- Associated Press - Sunday, June 15, 2014

RALEIGH, N.C. — A bill backed by key North Carolina lawmakers would require Duke Energy to close all of its coal ash dumps across the state within 15 years, with much of the toxic material going into lined landfills.

A copy of the proposed legislation distributed Sunday to members of the state Senate was obtained by the Associated Press. It orders the nation’s largest electricity company to stop pumping its ash into water-filled pits by the end of 2019. Duke’s more than 100 million tons of existing ash would either have to be dug up and removed or sealed in place to stop contaminating groundwater.

The legislation, proposed by Senate leader Phil Berger and Senate Rules Chairman Tom Apodaca, comes four months after a massive spill at a Duke plant in Eden coated 70 miles of the Dan River in gray sludge.
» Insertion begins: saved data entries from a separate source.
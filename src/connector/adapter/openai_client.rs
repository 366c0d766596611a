use std::time::Duration;

use async_trait::async_trait;
use serde::Deserialize;
use tracing::{debug, warn};

use crate::application::CompletionClient;
use crate::domain::{Choice, Completion, DomainError, Message};

/// Default target: the OpenAI cloud API.
pub const DEFAULT_BASE_URL: &str = "https://api.openai.com";
const COMPLETIONS_PATH: &str = "/v1/chat/completions";
const DEFAULT_MODEL: &str = "gpt-4o-mini";
const REQUEST_TIMEOUT: Duration = Duration::from_secs(120);

#[derive(serde::Serialize)]
struct ApiRequest<'a> {
    model: &'a str,
    messages: Vec<ApiMessage<'a>>,
}

#[derive(serde::Serialize)]
struct ApiMessage<'a> {
    role: &'a str,
    content: &'a str,
}

#[derive(Deserialize)]
struct ApiResponse {
    #[serde(default)]
    choices: Vec<ApiChoice>,
}

#[derive(Deserialize)]
struct ApiChoice {
    message: Option<ApiChoiceMessage>,
}

#[derive(Deserialize)]
struct ApiChoiceMessage {
    content: Option<String>,
}

impl From<ApiResponse> for Completion {
    fn from(response: ApiResponse) -> Self {
        Completion::new(
            response
                .choices
                .into_iter()
                .map(|c| match c.message.and_then(|m| m.content) {
                    Some(text) => Choice::new(text),
                    None => Choice::empty(),
                })
                .collect(),
        )
    }
}

/// HTTP client for OpenAI-compatible `/v1/chat/completions` endpoints
/// (OpenAI, vLLM, Ollama, LM Studio, llama.cpp server, ...).
///
/// Configure through the environment:
///
/// ```text
/// OPENAI_BASE_URL=http://localhost:11434
/// OPENAI_API_KEY=sk-...
/// OPENAI_MODEL=qwen2.5:7b
/// ```
pub struct OpenAiClient {
    client: reqwest::Client,
    api_key: String,
    model: String,
    /// Full endpoint URL (base + COMPLETIONS_PATH).
    url: String,
}

impl OpenAiClient {
    pub fn new(
        api_key: impl Into<String>,
        model: impl Into<String>,
        base_url: impl Into<String>,
    ) -> Self {
        let base: String = base_url.into();
        let url = format!("{}{}", base.trim_end_matches('/'), COMPLETIONS_PATH);
        Self {
            client: reqwest::Client::builder()
                .timeout(REQUEST_TIMEOUT)
                .build()
                .unwrap_or_default(),
            api_key: api_key.into(),
            model: model.into(),
            url,
        }
    }

    /// Construct from environment variables:
    ///
    /// | Variable          | Default                  |
    /// |-------------------|--------------------------|
    /// | `OPENAI_BASE_URL` | `https://api.openai.com` |
    /// | `OPENAI_MODEL`    | `gpt-4o-mini`            |
    /// | `OPENAI_API_KEY`  | `""` (empty)             |
    pub fn from_env() -> Self {
        let base = std::env::var("OPENAI_BASE_URL").unwrap_or_else(|_| DEFAULT_BASE_URL.to_string());
        let model = std::env::var("OPENAI_MODEL").unwrap_or_else(|_| DEFAULT_MODEL.to_string());
        let key = std::env::var("OPENAI_API_KEY").unwrap_or_default();
        Self::new(key, model, base)
    }

    pub fn url(&self) -> &str {
        &self.url
    }
}

#[async_trait]
impl CompletionClient for OpenAiClient {
    async fn complete(&self, messages: &[Message]) -> Result<Completion, DomainError> {
        let request = ApiRequest {
            model: &self.model,
            messages: messages
                .iter()
                .map(|m| ApiMessage {
                    role: m.role().as_str(),
                    content: m.content(),
                })
                .collect(),
        };

        let mut builder = self.client.post(&self.url).json(&request);
        if !self.api_key.is_empty() {
            builder = builder.bearer_auth(&self.api_key);
        }

        let response = builder
            .send()
            .await
            .map_err(|e| DomainError::upstream(format!("OpenAiClient: request failed: {e}")))?;

        if !response.status().is_success() {
            let status = response.status();
            let body = response.text().await.unwrap_or_default();
            warn!("OpenAiClient: API returned {status}: {body}");
            return Err(DomainError::upstream(format!(
                "OpenAiClient: API returned {status}"
            )));
        }

        let api_response: ApiResponse = response.json().await.map_err(|e| {
            DomainError::upstream(format!("OpenAiClient: failed to parse response: {e}"))
        })?;

        debug!("OpenAiClient: {} choices", api_response.choices.len());
        Ok(api_response.into())
    }

    fn model_name(&self) -> &str {
        &self.model
    }
}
Berger, R-Rockingham, lives in Eden. Apodaca, R-Henderson, has large coal ash pits in his home district near Asheville.

“We’re dealing with the high-risk ponds right away,” Apodaca said Sunday. “We’ve set up a plan to move forward, so we get out of the ash business totally with 15 years. That’s total elimination of ash ponds or cap and seal.”

A Senate committee is set to debate the measure Monday.

The Senate proposal would significantly alter an earlier plan put forward by Gov. Pat McCrory, which lacked firm closure deadlines and left it largely up to the discretion of regulators at the state environmental agency to decide how the coal ash pits would be closed. The new bill would create a nine-member commission to oversee that process, with the legislature appointing a majority of the members.

The bill would also require Duke to pay a fee to cover the cost of adding 29 new state employees to assist the commission and oversee environmental compliance at the dumps.

Duke has 33 unlined ash pits at 14 coal-fired power plants across the state, all of which state environmental officials say are contaminating groundwater and threatening nearby rivers and lakes. Coal ash contains numerous toxic substances, including arsenic, selenium, chromium, beryllium, thallium, mercury, cadmium and lead.

The Senate bill initiates a process in which each of the 33 pits will be assessed and assigned a level of risk to people and the environment. Those deemed to be of the highest risk would be closed within five years, while those of intermediate risk would have to be closed no later than 2024.

Duke would have two options for disposing of the ash: either moving it to lined landfills licensed to handle hazardous waste, or digging up the ash and constructing a lined landfill at the site of the former ash pond. Duke could also provide for mixing into concrete and other building products. No ash could be stored within 300 feet of a body of water, and the company would be required to monitor groundwater for contamination.

For dumps assigned the lowest level of risk, Duke would be allowed to propose capping the existing ash pit with liner and covering it with dirt. However, the company would be required to show leaving the ash in place under that option would no longer threaten the environment.

Once adopted by the Senate, the bill would head to the state House. If approved there, the measure would head to the desk of McCrory, who worked for Duke more than 28 years before becoming governor.

Duke has already said it intends to close its pits and remove the ash at four plants, located near Asheville, near Charlotte, near Wilmington, and the one in Eden where the spill occurred. At its remaining sites, the company wants to have the flexibility to consider options including the cap-in-place proposal.

Environmentalists worry that leaving the ash in place would allow for the continued contamination of groundwater near the plants.

Duke has said it could take decades and cost up to $10 billion if it is forced to remove its ash at all 33 sites, with the company’s ratepayers footing most of the bill. The Senate proposal bars Duke from seeking such a rate hike through January 2015, but after that the company would be free to petition the North Carolina Utilities Commission for an increase.

Frank Holleman, a lawyer for the Southern Environmental Law Center, said the Senate bill still leaves far too much to the discretion of state environmental regulators who failed for years to address the threat posed by Duke’s dumps. Most concerning, he said, the proposal would allow Duke to dispose of up to 100,000 tons of ash - more than twice the amount that spilled into the Dan River - into unlined “structural fills” such as for roadway construction.

“This bill falls far short of protecting North Carolina’s communities and clean water from coal ash,” Holleman said. “What North Carolina needs is a straightforward requirement that Duke Energy clean up its dangerous and polluting unlined, aging coal ash pits.”